[DATA UNDER STUDY — start]
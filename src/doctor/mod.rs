use crate::config::Config;
use crate::prediction::HttpPredictionClient;
use crate::solver::HttpChallengeSolver;
use crate::util::group_thousands;
use anyhow::{Context, Result};
use chrono::{DateTime, Utc};

const DAEMON_STALE_SECONDS: i64 = 30;
const COMPONENT_STALE_SECONDS: i64 = 300;

pub async fn run(config: &Config) -> Result<()> {
    println!("🩺 Autocatcher Doctor");
    check_config(config);
    check_prediction(config).await;
    check_daemon_state(config)
}

fn check_config(config: &Config) {
    if config.accounts.is_empty() {
        println!("  ❌ no accounts configured");
    } else {
        let autostart = config.accounts.iter().filter(|a| a.autostart).count();
        println!(
            "  ✅ {} account(s) configured, {autostart} set to autostart",
            config.accounts.len()
        );
    }
    for account in &config.accounts {
        if account.credential.is_none() {
            println!("  ℹ️ {} has no credential; challenges cannot be solved for it", account.id);
        }
    }

    match HttpChallengeSolver::from_config(&config.solver) {
        Ok(Some(solver)) => println!(
            "  ✅ challenge solver configured ({}, {}s timeout)",
            solver.endpoint(),
            config.solver.timeout_secs
        ),
        Ok(None) => {
            println!("  ℹ️ challenge solver not configured; challenges pause until resumed manually");
        }
        Err(e) => println!("  ❌ challenge solver could not be built: {e}"),
    }

    let notify = &config.notifications;
    let destinations = usize::from(notify.catch_webhook.is_some()) + notify.mirror_webhooks.len();
    if destinations == 0 {
        println!("  ℹ️ no catch webhooks configured");
    } else {
        println!("  ✅ {destinations} catch webhook destination(s)");
    }
    if notify.challenge_webhook.is_none() {
        println!("  ℹ️ no challenge webhook configured");
    }
}

async fn check_prediction(config: &Config) {
    let client = match HttpPredictionClient::from_config(&config.prediction) {
        Ok(Some(client)) => client,
        Ok(None) => {
            println!("  ❌ prediction service not configured (api_url and api_key required)");
            return;
        }
        Err(e) => {
            println!("  ❌ prediction client could not be built: {e}");
            return;
        }
    };

    match client.service_online().await {
        Ok(true) => println!("  ✅ prediction service online ({})", client.predict_url()),
        Ok(false) => println!("  ❌ prediction service reports offline"),
        Err(e) => println!("  ❌ prediction service unreachable: {e}"),
    }
    match client.quota().await {
        Ok(quota) => match quota.remaining {
            Some(0) => println!("  ❌ prediction quota exhausted"),
            Some(remaining) => println!("  ✅ prediction quota: {} remaining", group_thousands(remaining)),
            None => println!("  ℹ️ prediction quota not reported"),
        },
        Err(e) => println!("  ❌ prediction quota lookup failed: {e}"),
    }
}

fn check_daemon_state(config: &Config) -> Result<()> {
    let state_file = crate::daemon::state_file_path(config);
    if !state_file.exists() {
        println!("  ❌ daemon state file not found: {}", state_file.display());
        println!("  💡 Start daemon with: autocatcher run");
        return Ok(());
    }

    let raw = std::fs::read_to_string(&state_file)
        .with_context(|| format!("Failed to read {}", state_file.display()))?;
    let snapshot: serde_json::Value = serde_json::from_str(&raw)
        .with_context(|| format!("Failed to parse {}", state_file.display()))?;

    println!("  State file: {}", state_file.display());

    let written_at = snapshot
        .get("written_at")
        .and_then(serde_json::Value::as_str)
        .unwrap_or("");
    match parse_rfc3339(written_at) {
        Some(ts) => {
            let age = Utc::now().signed_duration_since(ts).num_seconds();
            if age <= DAEMON_STALE_SECONDS {
                println!("  ✅ daemon heartbeat fresh ({age}s ago)");
            } else {
                println!("  ❌ daemon heartbeat stale ({age}s ago)");
            }
        }
        None => println!("  ❌ invalid daemon timestamp: {written_at}"),
    }

    if let Some(components) = snapshot
        .get("components")
        .and_then(serde_json::Value::as_object)
    {
        for (name, component) in components {
            let status_ok = component
                .get("status")
                .and_then(serde_json::Value::as_str)
                .is_some_and(|s| s == "ok");
            let age = component
                .get("last_ok")
                .and_then(serde_json::Value::as_str)
                .and_then(parse_rfc3339)
                .map_or(i64::MAX, |dt| {
                    Utc::now().signed_duration_since(dt).num_seconds()
                });
            if status_ok && age <= COMPONENT_STALE_SECONDS {
                println!("  ✅ {name} healthy (last ok {age}s ago)");
            } else {
                let error = component
                    .get("last_error")
                    .and_then(serde_json::Value::as_str)
                    .unwrap_or("-");
                println!("  ❌ {name} unhealthy (status_ok={status_ok}, last error: {error})");
            }
        }
    }

    if let Some(overview) = snapshot.get("overview") {
        let field = |key: &str| overview.get(key).and_then(serde_json::Value::as_u64).unwrap_or(0);
        println!(
            "  Sessions: {} running of {} registered, {} spawns, {} catches, balance {}",
            field("active_sessions"),
            field("registered_accounts"),
            field("total_spawns"),
            field("total_catches"),
            group_thousands(field("total_balance")),
        );
    }

    Ok(())
}

fn parse_rfc3339(raw: &str) -> Option<DateTime<Utc>> {
    DateTime::parse_from_rfc3339(raw)
        .ok()
        .map(|dt| dt.with_timezone(&Utc))
}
[DATA UNDER STUDY — finish]
● **ASSIGNMENT**
Give back every entry, word for word.

● **TASK RESPONSE**
filename src/doctor/mod.rs
use crate::config::Config;
use crate::prediction::HttpPredictionClient;
use crate::solver::HttpChallengeSolver;
use crate::util::group_thousands;
use anyhow::{Context, Result};
use chrono::{DateTime, Utc};

const DAEMON_STALE_SECONDS: i64 = 30;
const COMPONENT_STALE_SECONDS: i64 = 300;

pub async fn run(config: &Config) -> Result<()> {
    println!("🩺 Autocatcher Doctor");
    check_config(config);
    check_prediction(config).await;
    check_daemon_state(config)
}

fn check_config(config: &Config) {
    if config.accounts.is_empty() {
        println!("  ❌ no accounts configured");
    } else {
        let autostart = config.accounts.iter().filter(|a| a.autostart).count();
        println!(
            "  ✅ {} account(s) configured, {autostart} set to autostart",
            config.accounts.len()
        );
    }
    for account in &config.accounts {
        if account.credential.is_none() {
            println!("  ℹ️ {} has no credential; challenges cannot be solved for it", account.id);
        }
    }

    match HttpChallengeSolver::from_config(&config.solver) {
        Ok(Some(solver)) => println!(
            "  ✅ challenge solver configured ({}, {}s timeout)",
            solver.endpoint(),
            config.solver.timeout_secs
        ),
        Ok(None) => {
            println!("  ℹ️ challenge solver not configured; challenges pause until resumed manually");
        }
        Err(e) => println!("  ❌ challenge solver could not be built: {e}"),
    }

    let notify = &config.notifications;
    let destinations = usize::from(notify.catch_webhook.is_some()) + notify.mirror_webhooks.len();
    if destinations == 0 {
        println!("  ℹ️ no catch webhooks configured");
    } else {
        println!("  ✅ {destinations} catch webhook destination(s)");
    }
    if notify.challenge_webhook.is_none() {
        println!("  ℹ️ no challenge webhook configured");
    }
}

async fn check_prediction(config: &Config) {
    let client = match HttpPredictionClient::from_config(&config.prediction) {
        Ok(Some(client)) => client,
        Ok(None) => {
            println!("  ❌ prediction service not configured (api_url and api_key required)");
            return;
        }
        Err(e) => {
            println!("  ❌ prediction client could not be built: {e}");
            return;
        }
    };

    match client.service_online().await {
        Ok(true) => println!("  ✅ prediction service online ({})", client.predict_url()),
        Ok(false) => println!("  ❌ prediction service reports offline"),
        Err(e) => println!("  ❌ prediction service unreachable: {e}"),
    }
    match client.quota().await {
        Ok(quota) => match quota.remaining {
            Some(0) => println!("  ❌ prediction quota exhausted"),
            Some(remaining) => println!("  ✅ prediction quota: {} remaining", group_thousands(remaining)),
            None => println!("  ℹ️ prediction quota not reported"),
        },
        Err(e) => println!("  ❌ prediction quota lookup failed: {e}"),
    }
}

fn check_daemon_state(config: &Config) -> Result<()> {
    let state_file = crate::daemon::state_file_path(config);
    if !state_file.exists() {
        println!("  ❌ daemon state file not found: {}", state_file.display());
        println!("  💡 Start daemon with: autocatcher run");
        return Ok(());
    }

    let raw = std::fs::read_to_string(&state_file)
        .with_context(|| format!("Failed to read {}", state_file.display()))?;
    let snapshot: serde_json::Value = serde_json::from_str(&raw)
        .with_context(|| format!("Failed to parse {}", state_file.display()))?;

    println!("  State file: {}", state_file.display());

    let written_at = snapshot
        .get("written_at")
        .and_then(serde_json::Value::as_str)
        .unwrap_or("");
    match parse_rfc3339(written_at) {
        Some(ts) => {
            let age = Utc::now().signed_duration_since(ts).num_seconds();
            if age <= DAEMON_STALE_SECONDS {
                println!("  ✅ daemon heartbeat fresh ({age}s ago)");
            } else {
                println!("  ❌ daemon heartbeat stale ({age}s ago)");
            }
        }
        None => println!("  ❌ invalid daemon timestamp: {written_at}"),
    }

    if let Some(components) = snapshot
        .get("components")
        .and_then(serde_json::Value::as_object)
    {
        for (name, component) in components {
            let status_ok = component
                .get("status")
                .and_then(serde_json::Value::as_str)
                .is_some_and(|s| s == "ok");
            let age = component
                .get("last_ok")
                .and_then(serde_json::Value::as_str)
                .and_then(parse_rfc3339)
                .map_or(i64::MAX, |dt| {
                    Utc::now().signed_duration_since(dt).num_seconds()
                });
            if status_ok && age <= COMPONENT_STALE_SECONDS {
                println!("  ✅ {name} healthy (last ok {age}s ago)");
            } else {
                let error = component
                    .get("last_error")
                    .and_then(serde_json::Value::as_str)
                    .unwrap_or("-");
                println!("  ❌ {name} unhealthy (status_ok={status_ok}, last error: {error})");
            }
        }
    }

    if let Some(overview) = snapshot.get("overview") {
        let field = |key: &str| overview.get(key).and_then(serde_json::Value::as_u64).unwrap_or(0);
        println!(
            "  Sessions: {} running of {} registered, {} spawns, {} catches, balance {}",
            field("active_sessions"),
            field("registered_accounts"),
            field("total_spawns"),
            field("total_catches"),
            group_thousands(field("total_balance")),
        );
    }

    Ok(())
}

fn parse_rfc3339(raw: &str) -> Option<DateTime<Utc>> {
    DateTime::parse_from_rfc3339(raw)
        .ok()
        .map(|dt| dt.with_timezone(&Utc))
}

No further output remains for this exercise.